#### WORK INSTRUCTION:
Look for "backend" in each line of the records, and copy the lines that have it.

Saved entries
--*--

// SPDX-License-Identifier: MIT OR Apache-2.0

//! # candle-steer
//!
//! Steering-vector sweeps for language models in Rust, built on
//! [candle](https://github.com/huggingface/candle).
//!
//! An [`ActivationAddition`] adds `coeff * activations(phrase)` to the
//! residual stream at a hook point (following the `TransformerLens`
//! naming). candle-steer expands phrase groups, sites and coefficients
//! into addition sets, compiles each set into hook functions, installs
//! them on a shared model through an RAII [`InterventionSession`], sweeps
//! completions or metrics over every set, and reduces repeated trials into
//! tables joined with the sweep provenance.
//!
//! ## Quick start
//!
//! ```
//! use candle_core::Device;
//! use candle_steer::{
//!     reduce_sweep_results, sweep_over_prompts, HookPoint, SweepConfig, SweepSpec,
//!     TinyModelConfig, TinyResidualModel, WordTokenizer,
//! };
//!
//! # fn main() -> candle_steer::Result<()> {
//! let tok = WordTokenizer::from_corpus(["I think you're Love Hate"]);
//! let mut model = TinyResidualModel::new(TinyModelConfig::default(), tok.into(), &Device::Cpu)?;
//!
//! let sweep = SweepSpec {
//!     phrases: vec![vec![("Love".into(), 1.0), ("Hate".into(), -1.0)]],
//!     sites: vec![HookPoint::block(0), HookPoint::block(5)],
//!     coeffs: vec![1.0, 10.0],
//!     pad: false,
//! }
//! .build(None)?;
//!
//! let config = SweepConfig {
//!     num_normal_completions: 2,
//!     num_patched_completions: 2,
//!     tokens_to_generate: 3,
//!     seed: Some(0),
//!     ..SweepConfig::default()
//! };
//! let prompts = vec!["I think you're".to_string()];
//! let out = sweep_over_prompts(&mut model, &prompts, sweep.sets(), &config, None)?;
//! assert_eq!(out.patched.len(), 8);
//!
//! let reduced = reduce_sweep_results(&out.normal, &out.patched, &sweep.provenance_table()?)?;
//! assert_eq!(reduced.patched.len(), 4);
//! # Ok(())
//! # }
//! ```

#![deny(warnings)]
#![warn(missing_docs)]

pub mod backend;
pub mod config;
pub mod error;
pub mod hooks;
pub mod metrics;
pub mod steer;
pub mod table;
pub mod tiny;
pub mod tokenizer;

// --- Public re-exports ---------------------------------------------------

// Model capability
pub use backend::{sample_token, token_losses, GenerationResult, SteerableModel};

// Configuration
pub use config::{ExperimentConfig, GenerationConfig, SamplingConfig, SweepConfig, TinyModelConfig};

// Errors
pub use error::{Result, SteerError};

// Hooks
pub use hooks::{HookFn, HookMap, HookPoint, HookRegistry};

// Metrics
pub use metrics::{LossMetric, Metric, MetricSet, WordCountMetric};

// Steering
pub use steer::{
    activation_dict, hook_fn_from_activations, hook_fns_from_additions, make_addition_sets,
    pad_phrase_group, prompt_magnitudes, random_matched_vector, reduce_metric_sweep,
    reduce_sweep_results, steering_magnitudes_relative_to_prompt, steering_pair,
    steering_vec_magnitudes, sweep_over_metrics, sweep_over_prompts, with_hooks,
    ActivationAddition, ActivationAdditionBuilder, AdditionContent, AdditionSet, AdditionSweep,
    CompletionSweep, InterventionSession, PairPadding, PhraseSource, ReducedSweep, SweepPoint,
    SweepSpec,
};

// Tables
pub use table::{Cell, ResultTable};

// Reference model
pub use tiny::TinyResidualModel;

// Tokenizers
pub use tokenizer::{SteerTokenizer, WordTokenizer};
// SPDX-License-Identifier: MIT OR Apache-2.0

//! Error types for candle-steer.

/// Errors that can occur while building, applying or sweeping steering
/// interventions.
#[derive(Debug, thiserror::Error)]
pub enum SteerError {
    /// Forward pass or tensor operation error (wraps candle).
    #[error("model error: {0}")]
    Model(#[from] candle_core::Error),

    /// Hook installation or application error.
    #[error("hook error: {0}")]
    Hook(String),

    /// Invalid sweep, descriptor or sampling configuration.
    #[error("config error: {0}")]
    Config(String),

    /// Tokenizer error.
    #[error("tokenizer error: {0}")]
    Tokenizer(String),

    /// Metric function error (e.g. wrong number of scored rows).
    #[error("metric error: {0}")]
    Metric(String),

    /// Result table shape or column error.
    #[error("table error: {0}")]
    Table(String),

    /// I/O error.
    #[error(transparent)]
    Io(#[from] std::io::Error),

    /// JSON (de)serialization error.
    #[error(transparent)]
    Json(#[from] serde_json::Error),
}

/// Result type alias for candle-steer operations.
pub type Result<T> = std::result::Result<T, SteerError>;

--*--

#### RESPONSE TO THIS TASK:
pub mod backend;
pub use backend::{sample_token, token_losses, GenerationResult, SteerableModel};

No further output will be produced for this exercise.